use crate::editor::errors::EditError;

/// The edit primitive: replace `[byte_start, byte_end)` with `new_text`.
///
/// Every tree edit (node update, append, insert, delete) compiles down to a
/// single splice over the current text. Intelligence lives in choosing the
/// span, not in applying it.
#[derive(Debug, Clone, PartialEq, Eq)]
#[must_use = "Splice does nothing until apply() is called"]
pub struct Splice {
    pub byte_start: usize,
    pub byte_end: usize,
    pub new_text: String,
}

impl Splice {
    pub fn new(byte_start: usize, byte_end: usize, new_text: impl Into<String>) -> Self {
        Self {
            byte_start,
            byte_end,
            new_text: new_text.into(),
        }
    }

    /// Insert `new_text` at `at` without removing anything.
    pub fn insert(at: usize, new_text: impl Into<String>) -> Self {
        Self::new(at, at, new_text)
    }

    /// Apply to `text`, producing the new text. The range must be ordered,
    /// in bounds and on character boundaries.
    pub fn apply(&self, text: &str) -> Result<String, EditError> {
        let invalid = || EditError::InvalidByteRange {
            byte_start: self.byte_start,
            byte_end: self.byte_end,
            text_len: text.len(),
        };

        if self.byte_start > self.byte_end || self.byte_end > text.len() {
            return Err(invalid());
        }
        let prefix = text.get(..self.byte_start).ok_or_else(invalid)?;
        let suffix = text.get(self.byte_end..).ok_or_else(invalid)?;

        let mut out = String::with_capacity(prefix.len() + self.new_text.len() + suffix.len());
        out.push_str(prefix);
        out.push_str(&self.new_text);
        out.push_str(suffix);
        Ok(out)
    }
}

● ● ● ● ● ● ●

_REQUIRED WORK:_ All of the data above must be set down again exactly.

_RESULT OF THE EXERCISE:_
use crate::editor::errors::EditError;

/// The edit primitive: replace `[byte_start, byte_end)` with `new_text`.
///
/// Every tree edit (node update, append, insert, delete) compiles down to a
/// single splice over the current text. Intelligence lives in choosing the
/// span, not in applying it.
#[derive(Debug, Clone, PartialEq, Eq)]
#[must_use = "Splice does nothing until apply() is called"]
pub struct Splice {
    pub byte_start: usize,
    pub byte_end: usize,
    pub new_text: String,
}

impl Splice {
    pub fn new(byte_start: usize, byte_end: usize, new_text: impl Into<String>) -> Self {
        Self {
            byte_start,
            byte_end,
            new_text: new_text.into(),
        }
    }

    /// Insert `new_text` at `at` without removing anything.
    pub fn insert(at: usize, new_text: impl Into<String>) -> Self {
        Self::new(at, at, new_text)
    }

    /// Apply to `text`, producing the new text. The range must be ordered,
    /// in bounds and on character boundaries.
    pub fn apply(&self, text: &str) -> Result<String, EditError> {
        let invalid = || EditError::InvalidByteRange {
            byte_start: self.byte_start,
            byte_end: self.byte_end,
            text_len: text.len(),
        };

        if self.byte_start > self.byte_end || self.byte_end > text.len() {
            return Err(invalid());
        }
        let prefix = text.get(..self.byte_start).ok_or_else(invalid)?;
        let suffix = text.get(self.byte_end..).ok_or_else(invalid)?;

        let mut out = String::with_capacity(prefix.len() + self.new_text.len() + suffix.len());
        out.push_str(prefix);
        out.push_str(&self.new_text);
        out.push_str(suffix);
        Ok(out)
    }
}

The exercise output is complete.